約束
三人は何気ない話をしながらお茶を楽しんだ。
いや。
二人は、の間違いかもしれない。
蓮花君は、あれから無言に紫苑とシルバーの話を聞いていた。
出されたお茶にも口をつけていない。
しばらくお茶を楽しんで、十二時になる五分前に蓮花は紫苑に言った。
「あと五分で十二時になります。さあ、紫苑さん。帰りましょう。」
「ああ、そうだね、蓮花君。シルバーさん、素敵なお茶会に、誘っていただき、ありがとうございます。お茶とお菓子、とってもおいしかったです。」
紫苑はシルバーに、お礼を言って、椅子から立ち上がった。
そうすると、シルバーは、
「また、是非ここへ来てください、緑の姫君。お願いです。美味しいお茶にたくさんのお菓子を用意して、待ってます。」
と、少し、寂しそうな表情をして笑った。
「はい!もちろんです!」
紫苑は、シルバーにそう返事をして、蓮花と一緒に来た道を走って戻った。
シルバーは泣きそうな顔をして紫苑の後姿を見つめていた。
紫苑と蓮花が走っていたら、いつも間にか、二人は、二人が住んでいるマンションの階段を駆け下りていた。
良かった。
元の世界に戻ることができたみたい。
一階まで降りたとき、蓮花君はうつむいて、Tシャツの裾ををギュッと握りしめ、紫苑に震える声で聞いた。

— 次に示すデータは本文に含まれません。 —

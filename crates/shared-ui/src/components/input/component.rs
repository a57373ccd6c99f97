use dioxus::prelude::*;

/// Text input with an optional leading icon.
///
/// The icon sits inside the field's left padding; pass any element, usually
/// a `dioxus_free_icons::Icon`.
#[component]
pub fn Input(
    #[props(default)] value: String,
    #[props(default)] on_input: EventHandler<FormEvent>,
    #[props(default)] placeholder: String,
    #[props(default)] icon: Option<Element>,
    #[props(extends = GlobalAttributes)] attributes: Vec<Attribute>,
) -> Element {
    let base = vec![Attribute::new("class", "input", None, false)];
    let merged = dioxus_primitives::merge_attributes(vec![base, attributes]);
    let has_icon = icon.is_some();

    rsx! {
        document::Link { rel: "stylesheet", href: asset!("./style.css") }
        div { class: "input-wrapper",
            div { class: "input-field", "data-icon": has_icon,
                if let Some(icon) = icon {
                    span { class: "input-icon", aria_hidden: "true", {icon} }
                }
                input {
                    r#type: "text",
                    value: value,
                    placeholder: placeholder,
                    oninput: move |evt| on_input.call(evt),
                    ..merged,
                }
            }
        }
    }
}
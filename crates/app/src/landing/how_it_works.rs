use super::icons::highlight_icon;
use dioxus::prelude::*;
use shared_types::Highlight;
use shared_ui::{
    Badge, Card, CardContent, CardDescription, CardHeader, CardTitle, Separator,
};

/// Numbered explainer cards, one per step.
#[component]
pub fn HowItWorks(steps: Vec<Highlight>) -> Element {
    rsx! {
        section { class: "how-it-works", id: "how-it-works",
            h2 { class: "section-title", "How it works" }
            Separator {}
            div { class: "steps",
                for (step, n) in steps.into_iter().zip(1u32..) {
                    Card { key: "{n}", class: "step",
                        CardHeader {
                            Badge { "Step {n}" }
                            span { class: "step-icon", {highlight_icon(step.icon, 28)} }
                            CardTitle { "{step.title}" }
                        }
                        CardContent {
                            CardDescription { "{step.description}" }
                        }
                    }
                }
            }
        }
    }
}

#[cfg(test)]
mod tests {
    use super::*;
    use shared_types::SiteConfig;

    #[test]
    fn numbers_steps_from_one() {
        let steps = SiteConfig::default().steps;
        let html = dioxus_ssr::render_element(rsx! { HowItWorks { steps } });
        assert!(html.contains("Step 1"));
        assert!(html.contains(r#"class="badge""#));
        assert!(html.contains("Step 3"));
        assert!(!html.contains("Step 4"));
        assert!(html.contains("Enjoy the ride"));
    }
}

「紫苑さんは…紫苑さんは、月夜神様、シルバーさんみたいな男性が好きなのですか?」
「え?うん、好きだけど・・・・」
「ハハッそうなんですか!どうやらお邪魔虫は俺のほうだったみたいですね!」
蓮花は力なく泣きそうな顔をしてそう言った。
そんな事はない。
蓮花が紫苑についてきてくれたことで、紫苑はとても心強かった。
「蓮花君が、お邪魔虫なんて紫苑は思ったこと一度もないよ?」
「・・・・・・・・・・・・」
「蓮花君?」
「好きです。」
「え?」
「好きです。俺は紫苑さんの事が好きなんですよおおおおおおおお!」
「えええええええええええ!????」
蓮花はそう言って、ぎゃんぎゃん大泣きをしだした。
「どーせ!どーせ!俺は考えすぎで、嫌みで、嫉妬深いヘタレですよ。シルバーさんみたいに大人っぽく、カッコ良くないですよーだ!」
「え?ちょ、蓮花君。」
「ばあーか!ばあーか!この世のリア充死ね消えろ!うわあああああああああああああああ!俺だって、俺だって!紫苑さんが好きなのに!俺と俺だけとお付き合い・・・・ひっく・・・・て・・・ぐださっ…」
「え~と。大丈夫?」
「ぐすっ・・・・・・はい。」
よかった…どうやら泣き止んだようだ。
「すみませんでした。迷惑でしたよね・・・・・・・。忘れてください。」
「ええ?!何で?紫苑、嬉しかったよ!ありがとう。」
「え!じゃ、じゃあ!!」
「でも、ちょっと、考える時間が欲しい…返事はちょっと待ってくれる?それに、ほら、紫苑、まだ、蓮花君のこと少ししか知らないし・・・・・」
「っ・・・・・・・・・!はい!」
蓮花君は少し希望を持った顔で紫苑に返事をした。
紫苑は生まれて初めて男の子に告白をされました。